### Supplied records
--*--
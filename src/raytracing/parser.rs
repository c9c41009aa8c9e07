//! Reader for the line oriented scene format.
//!
//! ```text
//! png 320 240 out.png
//! color 1 0.5 0.2
//! sphere 0 0 -2 0.5
//! sun 1 1 1
//! ```
//!
//! The first line is the header, every following line is a keyword and its
//! whitespace separated arguments. State keywords (`color`, `shininess`, ...)
//! affect the objects declared after them.

use std::str::SplitWhitespace;

use log::{debug, warn};
use thiserror::Error;

use super::camera::Lens;
use super::color::{Exposure, LinearColor};
use super::math::Vec3;
use super::scene::{Scene, SceneBuilder, SceneError};

#[derive(Error, Debug, PartialEq)]
pub enum ParserError {
    #[error("the scene file is empty")]
    Empty,

    #[error("line {line}: unsupported header '{keyword}', expected 'png <width> <height> <file>'")]
    UnknownHeader { line: usize, keyword: String },

    #[error("line {line}: '{keyword}' is missing its {argument} argument")]
    MissingArgument {
        line: usize,
        keyword: String,
        argument: &'static str,
    },

    #[error("line {line}: cannot read '{token}' as a number")]
    InvalidNumber { line: usize, token: String },

    #[error("line {line}: bounces cannot be negative, got {value}")]
    NegativeBounces { line: usize, value: i64 },

    #[error(transparent)]
    Scene(#[from] SceneError),
}

type ParserResult<T> = Result<T, ParserError>;

pub struct ImageData {
    /// file name requested by the header
    pub output: String,
    pub scene: Scene,
}

pub struct SceneParser<'a> {
    content: &'a str,
}

/// Arguments of one line, with enough context to report errors.
struct Arguments<'a> {
    line: usize,
    keyword: &'a str,
    tokens: SplitWhitespace<'a>,
}

impl<'a> Arguments<'a> {
    fn next_token(&mut self, argument: &'static str) -> ParserResult<&'a str> {
        self.tokens.next().ok_or_else(|| ParserError::MissingArgument {
            line: self.line,
            keyword: self.keyword.to_string(),
            argument,
        })
    }

    fn parse_float(&mut self, argument: &'static str) -> ParserResult<f64> {
        let token = self.next_token(argument)?;
        token.parse::<f64>().map_err(|_| ParserError::InvalidNumber {
            line: self.line,
            token: token.to_string(),
        })
    }

    fn parse_integer(&mut self, argument: &'static str) -> ParserResult<i64> {
        let token = self.next_token(argument)?;
        token.parse::<i64>().map_err(|_| ParserError::InvalidNumber {
            line: self.line,
            token: token.to_string(),
        })
    }

    fn parse_size(&mut self, argument: &'static str) -> ParserResult<u32> {
        let token = self.next_token(argument)?;
        token.parse::<u32>().map_err(|_| ParserError::InvalidNumber {
            line: self.line,
            token: token.to_string(),
        })
    }

    fn parse_vec3(&mut self) -> ParserResult<Vec3> {
        let x = self.parse_float("x")?;
        let y = self.parse_float("y")?;
        let z = self.parse_float("z")?;
        Ok(Vec3::new(x, y, z))
    }

    fn parse_color(&mut self) -> ParserResult<LinearColor> {
        let r = self.parse_float("red")?;
        let g = self.parse_float("green")?;
        let b = self.parse_float("blue")?;
        Ok(LinearColor::rgb(r, g, b))
    }
}

impl SceneParser<'_> {
    pub fn new(content: &str) -> SceneParser<'_> {
        SceneParser { content }
    }

    pub fn parse_scene(&self) -> ParserResult<ImageData> {
        let mut lines = self
            .content
            .lines()
            .enumerate()
            .map(|(i, text)| (i + 1, text))
            .filter(|(_, text)| !text.trim().is_empty());

        let (line, header) = lines.next().ok_or(ParserError::Empty)?;
        let (mut builder, output) = Self::parse_header(line, header)?;

        for (line, text) in lines {
            let mut tokens = text.split_whitespace();
            // the line is not blank so there is always a keyword
            let keyword = tokens.next().unwrap_or_default();
            let mut args = Arguments {
                line,
                keyword,
                tokens,
            };
            Self::parse_line(&mut builder, &mut args)?;
        }

        let scene = builder.build()?;
        debug!(
            "parsed {} objects and {} lights, writing to {}",
            scene.objects().len(),
            scene.lights().len(),
            output
        );
        Ok(ImageData { output, scene })
    }

    fn parse_header(line: usize, text: &str) -> ParserResult<(SceneBuilder, String)> {
        let mut tokens = text.split_whitespace();
        let keyword = tokens.next().unwrap_or_default();
        if keyword != "png" {
            return Err(ParserError::UnknownHeader {
                line,
                keyword: keyword.to_string(),
            });
        }
        let mut args = Arguments {
            line,
            keyword,
            tokens,
        };
        let width = args.parse_size("width")?;
        let height = args.parse_size("height")?;
        let output = args.next_token("file name")?.to_string();
        Ok((SceneBuilder::new(width, height), output))
    }

    fn parse_line(builder: &mut SceneBuilder, args: &mut Arguments) -> ParserResult<()> {
        match args.keyword {
            "color" => builder.set_color(args.parse_color()?),
            "sphere" => {
                let center = args.parse_vec3()?;
                let radius = args.parse_float("radius")?;
                builder.add_sphere(center, radius);
            }
            "sun" => builder.add_sun(args.parse_vec3()?),
            "bulb" => builder.add_bulb(args.parse_vec3()?),
            "eye" => builder.camera.eye = args.parse_vec3()?,
            "forward" => builder.camera.set_forward(args.parse_vec3()?),
            "up" => builder.camera.set_up(args.parse_vec3()?),
            "expose" => builder.exposure = Exposure::Exponential(args.parse_float("exposure")?),
            "fisheye" => builder.camera.lens = Lens::Fisheye,
            "panorama" => builder.camera.lens = Lens::Panorama,
            "shininess" => builder.material.shininess = args.parse_float("shininess")?,
            "transparency" => builder.material.transparency = args.parse_float("transparency")?,
            "roughness" => builder.material.roughness = args.parse_float("roughness")?,
            "bounces" => {
                let value = args.parse_integer("depth")?;
                if value < 0 {
                    return Err(ParserError::NegativeBounces {
                        line: args.line,
                        value,
                    });
                }
                builder.bounces = u32::try_from(value).unwrap_or(u32::MAX);
            }
            other => warn!("line {}: skipping unsupported keyword '{}'", args.line, other),
        }
        Ok(())
    }
}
--*--
### What you have to do
Using the data above, print every record exactly as shown.

### Reply
filename src/raytracing/parser.rs
repository c9c41009aa8c9e07
//! Reader for the line oriented scene format.
//!
//! ```text
//! png 320 240 out.png
//! color 1 0.5 0.2
//! sphere 0 0 -2 0.5
//! sun 1 1 1
//! ```
//!
//! The first line is the header, every following line is a keyword and its
//! whitespace separated arguments. State keywords (`color`, `shininess`, ...)
//! affect the objects declared after them.

use std::str::SplitWhitespace;

use log::{debug, warn};
use thiserror::Error;

use super::camera::Lens;
use super::color::{Exposure, LinearColor};
use super::math::Vec3;
use super::scene::{Scene, SceneBuilder, SceneError};

#[derive(Error, Debug, PartialEq)]
pub enum ParserError {
    #[error("the scene file is empty")]
    Empty,

    #[error("line {line}: unsupported header '{keyword}', expected 'png <width> <height> <file>'")]
    UnknownHeader { line: usize, keyword: String },

    #[error("line {line}: '{keyword}' is missing its {argument} argument")]
    MissingArgument {
        line: usize,
        keyword: String,
        argument: &'static str,
    },

    #[error("line {line}: cannot read '{token}' as a number")]
    InvalidNumber { line: usize, token: String },

    #[error("line {line}: bounces cannot be negative, got {value}")]
    NegativeBounces { line: usize, value: i64 },

    #[error(transparent)]
    Scene(#[from] SceneError),
}

type ParserResult<T> = Result<T, ParserError>;

pub struct ImageData {
    /// file name requested by the header
    pub output: String,
    pub scene: Scene,
}

pub struct SceneParser<'a> {
    content: &'a str,
}

/// Arguments of one line, with enough context to report errors.
struct Arguments<'a> {
    line: usize,
    keyword: &'a str,
    tokens: SplitWhitespace<'a>,
}

impl<'a> Arguments<'a> {
    fn next_token(&mut self, argument: &'static str) -> ParserResult<&'a str> {
        self.tokens.next().ok_or_else(|| ParserError::MissingArgument {
            line: self.line,
            keyword: self.keyword.to_string(),
            argument,
        })
    }

    fn parse_float(&mut self, argument: &'static str) -> ParserResult<f64> {
        let token = self.next_token(argument)?;
        token.parse::<f64>().map_err(|_| ParserError::InvalidNumber {
            line: self.line,
            token: token.to_string(),
        })
    }

    fn parse_integer(&mut self, argument: &'static str) -> ParserResult<i64> {
        let token = self.next_token(argument)?;
        token.parse::<i64>().map_err(|_| ParserError::InvalidNumber {
            line: self.line,
            token: token.to_string(),
        })
    }

    fn parse_size(&mut self, argument: &'static str) -> ParserResult<u32> {
        let token = self.next_token(argument)?;
        token.parse::<u32>().map_err(|_| ParserError::InvalidNumber {
            line: self.line,
            token: token.to_string(),
        })
    }

    fn parse_vec3(&mut self) -> ParserResult<Vec3> {
        let x = self.parse_float("x")?;
        let y = self.parse_float("y")?;
        let z = self.parse_float("z")?;
        Ok(Vec3::new(x, y, z))
    }

    fn parse_color(&mut self) -> ParserResult<LinearColor> {
        let r = self.parse_float("red")?;
        let g = self.parse_float("green")?;
        let b = self.parse_float("blue")?;
        Ok(LinearColor::rgb(r, g, b))
    }
}

impl SceneParser<'_> {
    pub fn new(content: &str) -> SceneParser<'_> {
        SceneParser { content }
    }

    pub fn parse_scene(&self) -> ParserResult<ImageData> {
        let mut lines = self
            .content
            .lines()
            .enumerate()
            .map(|(i, text)| (i + 1, text))
            .filter(|(_, text)| !text.trim().is_empty());

        let (line, header) = lines.next().ok_or(ParserError::Empty)?;
        let (mut builder, output) = Self::parse_header(line, header)?;

        for (line, text) in lines {
            let mut tokens = text.split_whitespace();
            // the line is not blank so there is always a keyword
            let keyword = tokens.next().unwrap_or_default();
            let mut args = Arguments {
                line,
                keyword,
                tokens,
            };
            Self::parse_line(&mut builder, &mut args)?;
        }

        let scene = builder.build()?;
        debug!(
            "parsed {} objects and {} lights, writing to {}",
            scene.objects().len(),
            scene.lights().len(),
            output
        );
        Ok(ImageData { output, scene })
    }

    fn parse_header(line: usize, text: &str) -> ParserResult<(SceneBuilder, String)> {
        let mut tokens = text.split_whitespace();
        let keyword = tokens.next().unwrap_or_default();
        if keyword != "png" {
            return Err(ParserError::UnknownHeader {
                line,
                keyword: keyword.to_string(),
            });
        }
        let mut args = Arguments {
            line,
            keyword,
            tokens,
        };
        let width = args.parse_size("width")?;
        let height = args.parse_size("height")?;
        let output = args.next_token("file name")?.to_string();
        Ok((SceneBuilder::new(width, height), output))
    }

    fn parse_line(builder: &mut SceneBuilder, args: &mut Arguments) -> ParserResult<()> {
        match args.keyword {
            "color" => builder.set_color(args.parse_color()?),
            "sphere" => {
                let center = args.parse_vec3()?;
                let radius = args.parse_float("radius")?;
                builder.add_sphere(center, radius);
            }
            "sun" => builder.add_sun(args.parse_vec3()?),
            "bulb" => builder.add_bulb(args.parse_vec3()?),
            "eye" => builder.camera.eye = args.parse_vec3()?,
            "forward" => builder.camera.set_forward(args.parse_vec3()?),
            "up" => builder.camera.set_up(args.parse_vec3()?),
            "expose" => builder.exposure = Exposure::Exponential(args.parse_float("exposure")?),
            "fisheye" => builder.camera.lens = Lens::Fisheye,
            "panorama" => builder.camera.lens = Lens::Panorama,
            "shininess" => builder.material.shininess = args.parse_float("shininess")?,
            "transparency" => builder.material.transparency = args.parse_float("transparency")?,
            "roughness" => builder.material.roughness = args.parse_float("roughness")?,
            "bounces" => {
                let value = args.parse_integer("depth")?;
                if value < 0 {
                    return Err(ParserError::NegativeBounces {
                        line: args.line,
                        value,
                    });
                }
                builder.bounces = u32::try_from(value).unwrap_or(u32::MAX);
            }
            other => warn!("line {}: skipping unsupported keyword '{}'", args.line, other),
        }
        Ok(())
    }
}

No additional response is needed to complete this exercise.